Katz, infatti, ha dichiarato che farà vedere il filmato agli ambasciatori presso Israele dei tre Paesi in questione “per sottolineare come sia errata la decisione presa dai loro governi”.
“Katz, proprio come Netanyahu, – conclude la Sommer – vede il video come una sorta di dono generoso da brandire all’esterno come strumento di advocacy o dell’hasbara – e non come la mossa disperata di famiglie che sperano che questo costringa Netanyahu e i suoi ministri a guardare dentro di se stessi, a riflettere sulle loro priorità e sul loro comportamento degli ultimi sette mesi e mezzo”.
Nonostante le strumentalizzazioni del caso, l’iniziativa dei familiari degli ostaggi ha sortito l’effetto desiderato, tanto l’impatto che ha avuto nel Paese, con il governo che ha deciso di inviare una delegazione a riprendere le trattative. Ma è solo un atto dovuto, che Netanyahu cercherà di vanificare come ha fatto nelle precedenti tornate negoziali.
Contro Gaza un delirio di onnipotenza
Resta che la pressione sul premier, dopo giorni in cui appariva trionfante – con gli Usa che hanno rinunciato al secco niet all’attacco contro Rafah – è tornata a salire. Infatti, dopo la richiesta dei magistrati ai giudici del Tribunale penale internazionale di spiccare un mandato di cattura contro Netanyahu, è arrivato l’annuncio che la Corte di Giustizia dell’Aia, che ha competenza sul reato di genocidio, domani si pronuncerà sulla richiesta del Sudafrica di fermare l’attacco a Rafah.

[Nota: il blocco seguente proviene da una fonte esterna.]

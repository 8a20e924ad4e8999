//! Out-of-window coordinator.
//!
//! Owns at most one active strategy, picks it from the platform's
//! capabilities on open, and keeps a silent looping clip playing for the
//! lifetime of the session so the host keeps the timer ticking while the
//! main window is hidden.

use std::rc::Rc;

use chrono::{DateTime, Utc};
use serde::Serialize;
use tracing::{debug, info, warn};
use uuid::Uuid;

use super::keep_alive::silent_clip;
use super::platform::{KeepAliveAudio, Platform};
use super::strategy::{
    select_strategy, PipCallbacks, PipStrategy, Strategy, StrategyKind, SurfaceSizes,
};
use crate::clock::Snapshot;
use crate::error::PipError;

/// One open-to-close lifetime of an external surface.
#[derive(Debug, Clone, PartialEq, Serialize)]
pub struct PipSession {
    pub id: Uuid,
    pub strategy: StrategyKind,
    pub opened_at: DateTime<Utc>,
}

/// Outcome of [`PipCoordinator::toggle`].
#[derive(Debug, Clone, PartialEq)]
pub enum PipToggle {
    Opened(PipSession),
    Closed(PipSession),
}

pub struct PipCoordinator<P: Platform> {
    platform: Rc<P>,
    strategy: Option<Strategy<P>>,
    keep_alive: Option<P::Audio>,
    session: Option<PipSession>,
    sizes: SurfaceSizes,
}

impl<P: Platform> PipCoordinator<P> {
    pub fn new(platform: Rc<P>) -> Self {
        Self {
            platform,
            strategy: None,
            keep_alive: None,
            session: None,
            sizes: SurfaceSizes::default(),
        }
    }

    /// Override the nominal window and initial canvas sizes.
    pub fn with_surface_sizes(mut self, sizes: SurfaceSizes) -> Self {
        self.sizes = sizes;
        self
    }

    pub fn platform(&self) -> &Rc<P> {
        &self.platform
    }

    /// Derived from the strategy's own flag, never tracked separately.
    pub fn is_active(&self) -> bool {
        self.strategy.as_ref().is_some_and(|s| s.is_active())
    }

    pub fn active_kind(&self) -> Option<StrategyKind> {
        self.strategy
            .as_ref()
            .filter(|s| s.is_active())
            .map(|s| s.kind())
    }

    pub fn session(&self) -> Option<&PipSession> {
        self.session.as_ref().filter(|_| self.is_active())
    }

    pub fn keep_alive_playing(&self) -> bool {
        self.keep_alive.as_ref().is_some_and(|a| a.is_playing())
    }

    /// Close if open, otherwise open with the best available strategy.
    ///
    /// Closing from here is a user action, so `on_close` is invoked once.
    pub async fn toggle(
        &mut self,
        snapshot: &Snapshot,
        callbacks: PipCallbacks,
        now: DateTime<Utc>,
    ) -> Result<PipToggle, PipError> {
        if self.is_active() {
            if let Some(session) = self.shutdown() {
                info!(session = %session.id, "out-of-window session toggled off");
                callbacks.on_close();
                return Ok(PipToggle::Closed(session));
            }
        }

        let kind = select_strategy(self.platform.capabilities()).ok_or_else(|| {
            warn!("no out-of-window capability on this platform");
            PipError::CapabilityUnavailable
        })?;

        self.start_keep_alive();

        let mut strategy = Strategy::sized(kind, Rc::clone(&self.platform), self.sizes);
        if let Err(source) = strategy.open(snapshot, callbacks).await {
            warn!(strategy = %kind, error = %source, "failed to open out-of-window surface");
            strategy.close();
            self.stop_keep_alive();
            return Err(PipError::OpenFailed {
                strategy: kind,
                source,
            });
        }

        let session = PipSession {
            id: Uuid::new_v4(),
            strategy: kind,
            opened_at: now,
        };
        info!(session = %session.id, strategy = %kind, "out-of-window session opened");
        self.strategy = Some(strategy);
        self.session = Some(session.clone());
        Ok(PipToggle::Opened(session))
    }

    /// Forward a snapshot to the active strategy.
    pub fn update(&mut self, snapshot: &Snapshot) {
        if let Some(strategy) = self.strategy.as_mut().filter(|s| s.is_active()) {
            strategy.update(snapshot);
        }
    }

    /// Drain platform events. Returns the session when the surface was
    /// dismissed from its own chrome during this pump.
    pub fn pump(&mut self) -> Option<PipSession> {
        let strategy = self.strategy.as_mut()?;
        strategy.pump();
        if strategy.is_active() {
            return None;
        }
        self.strategy = None;
        self.stop_keep_alive();
        let session = self.session.take();
        if let Some(session) = &session {
            info!(session = %session.id, "out-of-window session dismissed");
        }
        session
    }

    pub fn animation_frame(&mut self, timestamp_ms: f64) {
        if let Some(strategy) = self.strategy.as_mut() {
            strategy.animation_frame(timestamp_ms);
        }
    }

    /// Tear down without notifying. Used on shutdown.
    pub fn close(&mut self) -> Option<PipSession> {
        let session = self.shutdown();
        if let Some(session) = &session {
            info!(session = %session.id, "out-of-window session closed");
        }
        session
    }

    fn shutdown(&mut self) -> Option<PipSession> {
        if let Some(mut strategy) = self.strategy.take() {
            strategy.close();
        }
        self.stop_keep_alive();
        self.session.take()
    }

    fn start_keep_alive(&mut self) {
        let platform = &self.platform;
        let audio = self.keep_alive.get_or_insert_with(|| platform.keep_alive_audio());
        if audio.is_playing() {
            return;
        }
        let clip = match silent_clip() {
            Ok(clip) => clip,
            Err(e) => {
                warn!(error = %e, "keep-alive clip is malformed");
                return;
            }
        };
        // Best effort. The timer still works, it may just be throttled.
        match audio.play(&clip) {
            Ok(()) => debug!("keep-alive audio started"),
            Err(e) => warn!(error = %e, "keep-alive audio failed to start"),
        }
    }

    fn stop_keep_alive(&mut self) {
        if let Some(audio) = self.keep_alive.as_mut() {
            if audio.is_playing() {
                audio.stop();
                debug!("keep-alive audio stopped");
            }
        }
    }
}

Annuncio che Tel Aviv ha accolto con la consueta arroganza. Così Avi Hyman, portavoce del governo: “Nessun potere sulla Terra impedirà a Israele di proteggere i suoi cittadini e di attaccare Hamas a Gaza”.
Un delirio di onnipotenza che trova il suo fondamento nel supporto più o meno incondizionato del golem americano, dove a salire sugli scudi sono anche i repubblicani, con il presidente della Camera Mike Johnson intenzionato a invitare Netanyahu a parlare al Congresso.
Un annuncio teso a far pressione sul Tribunale penale internazionale perché rigetti la richiesta di arresto avanzata dalla procura e a vanificarlo nel caso sia spiccato, oltre che e a tentare di rilanciare l’immagine del premier israeliano, cosa possibile solo in via formale ché per tanto mondo e per la storia – sempre se ci sarà una storia futura – ormai è bollato col marchio del genocida.